New investors should develop reasonable trading strategies and avoid chasing highs and selling lows. They can determine suitable buying and selling timing based on their risk tolerance and investment goals. For example, they can adopt a strategy of buying and selling in batches to reduce trading costs and minimize risk.

In addition, strictly adhere to your trading strategy and do not be swayed by emotions. When market fluctuations occur, operate according to the established strategy and do not change trading plans arbitrarily.

3. Enhance risk awareness.

New investors should fully recognize the risks of the digital currency market and plan their funds and risks reasonably. Do not invest all funds into the cryptocurrency market; determine a suitable investment ratio based on your risk tolerance.

At the same time, learn to diversify investments to reduce risks. You can choose different types of cryptocurrencies for investment, avoiding concentration in a single cryptocurrency. Additionally, set reasonable stop-loss and take-profit points to lock in profits and control losses.

4. Comprehensive use of various analytical methods.

New investors should comprehensively use various analytical methods and not overly rely on technical analysis. In addition to technical analysis, they should also pay attention to fundamental analysis and market sentiment of the cryptocurrency. Understanding the project's technical strength, team background, application scenarios, and market trends can lead to more comprehensive investment decisions.

Adjust and optimize based on your actual situation. At the same time, continuously learn and master new analytical methods and tools to improve your analytical skills and level.

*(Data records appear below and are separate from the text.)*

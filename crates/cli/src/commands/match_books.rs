//! Offline order book matching.
//!
//! Reads the buy venue's asks and the sell venue's bids from JSON files and
//! prints the trade plan the matcher would produce. Each file holds an array
//! of `{"price": "...", "quantity": "..."}` levels in any order.

use anyhow::{Context, Result};
use clap::Args;
use rust_decimal::Decimal;
use serde::Serialize;
use std::path::{Path, PathBuf};

use venue_arb_core::{Offer, OrderBook};
use venue_arb_cross::{MatcherConfig, OrderBookMatcher, TradePlan};

/// Arguments for the match-books command.
#[derive(Args, Debug, Clone)]
pub struct MatchBooksArgs {
    /// JSON file with the asks of the venue to buy on
    #[arg(long)]
    pub asks: PathBuf,

    /// JSON file with the bids of the venue to sell on
    #[arg(long)]
    pub bids: PathBuf,

    /// A level only matches while bid > ask * ratio
    #[arg(long, default_value = "1.1")]
    pub min_profit_ratio: Decimal,

    /// Maximum quote currency to spend
    #[arg(long, default_value = "1000")]
    pub max_budget: Decimal,
}

#[derive(Debug, Serialize)]
struct MatchOutput {
    #[serde(flatten)]
    plan: TradePlan,
    gross_profit: Decimal,
    profit_ratio: Decimal,
}

fn read_levels(path: &Path) -> Result<Vec<(Decimal, Decimal)>> {
    let raw = std::fs::read_to_string(path)
        .with_context(|| format!("failed to read {}", path.display()))?;
    let offers: Vec<Offer> = serde_json::from_str(&raw)
        .with_context(|| format!("{} is not a JSON array of price levels", path.display()))?;
    Ok(offers.into_iter().map(|o| (o.price, o.quantity)).collect())
}

fn match_files(args: &MatchBooksArgs) -> Result<TradePlan> {
    let buy_book = OrderBook::from_levels(Vec::new(), read_levels(&args.asks)?);
    let sell_book = OrderBook::from_levels(read_levels(&args.bids)?, Vec::new());

    let matcher =
        OrderBookMatcher::with_config(MatcherConfig::new(args.min_profit_ratio, args.max_budget));
    Ok(matcher.match_books(&buy_book, &sell_book))
}

/// Runs the match-books command.
///
/// # Errors
///
/// Returns an error if either file cannot be read or parsed.
pub fn run_match_books(args: &MatchBooksArgs) -> Result<()> {
    let plan = match_files(args)?;

    if plan.is_empty() {
        tracing::info!("No executable volume between the two books");
    }

    let output = MatchOutput {
        gross_profit: plan.gross_profit(),
        profit_ratio: plan.profit_ratio(),
        plan,
    };
    println!("{}", serde_json::to_string_pretty(&output)?);
    Ok(())
}
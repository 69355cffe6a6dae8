//! Error types for opportunity scanning.
//!
//! A [`ScanError`] only ever affects the asset pair it was raised for; the
//! scanner logs it, counts it, and moves on. A [`StartupError`] means a venue
//! could not be prepared at all and the process should not start polling.

use thiserror::Error;
use venue_arb_core::{AssetPair, BrokerError, VenueName};

/// Errors raised while scanning a single asset pair.
#[derive(Debug, Error)]
pub enum ScanError {
    /// A quote referenced a venue with no registered broker.
    #[error("no broker registered for venue {venue}")]
    UnknownVenue {
        /// The venue name found in the snapshot.
        venue: VenueName,
    },

    /// A venue call failed.
    #[error("{operation} for {pair} on {venue} failed: {source}")]
    Venue {
        /// Venue that failed.
        venue: VenueName,
        /// Pair being scanned.
        pair: AssetPair,
        /// Which call failed (e.g. "order book").
        operation: &'static str,
        /// Underlying venue error.
        #[source]
        source: BrokerError,
    },

    /// The scan was cancelled before it finished.
    #[error("scan cancelled")]
    Cancelled,
}

impl ScanError {
    /// Creates an unknown venue error.
    pub fn unknown_venue(venue: impl Into<VenueName>) -> Self {
        Self::UnknownVenue {
            venue: venue.into(),
        }
    }

    /// Wraps a venue error with the pair and call it happened in.
    pub fn venue(
        venue: impl Into<VenueName>,
        pair: &AssetPair,
        operation: &'static str,
        source: BrokerError,
    ) -> Self {
        Self::Venue {
            venue: venue.into(),
            pair: pair.clone(),
            operation,
            source,
        }
    }

    /// Returns true if the pair may scan cleanly on a later cycle.
    #[must_use]
    pub fn is_transient(&self) -> bool {
        match self {
            Self::Venue { source, .. } => source.is_transient() || source.is_item_level(),
            Self::Cancelled => true,
            Self::UnknownVenue { .. } => false,
        }
    }
}

/// Errors that prevent polling from starting.
#[derive(Debug, Error)]
pub enum StartupError {
    /// A venue's trading state could not be loaded.
    #[error("failed to load venue state for {venue}: {source}")]
    VenueState {
        /// Venue that failed.
        venue: VenueName,
        /// Underlying venue error.
        #[source]
        source: BrokerError,
    },

    /// No brokers were registered.
    #[error("no venues registered")]
    NoVenues,
}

5. Maintain a good mindset.

New investors should maintain a good mindset and not be swayed by emotions. During market fluctuations, they should stay calm and rational and not panic. Appropriate breaks and relaxation can help relieve stress and adjust their mindset.

At the same time, establish a correct investment philosophy; do not treat cryptocurrency trading as a way to get rich overnight. The digital currency market has a high degree of uncertainty and risk; investors should view it with a long-term investment perspective, not be tempted by short-term gains.

In short, new traders need to avoid blindly following trends, chasing highs and selling lows, lacking risk awareness, over-relying on technical analysis, and having unstable mindsets. By cultivating independent thinking, developing reasonable trading strategies, enhancing risk awareness, using various analytical methods, and maintaining a good mindset, new investors can improve their investment levels and profitability, achieving better returns in the cryptocurrency market. At the same time, new investors should continuously learn and accumulate experience to improve their overall quality and prepare for long-term investment.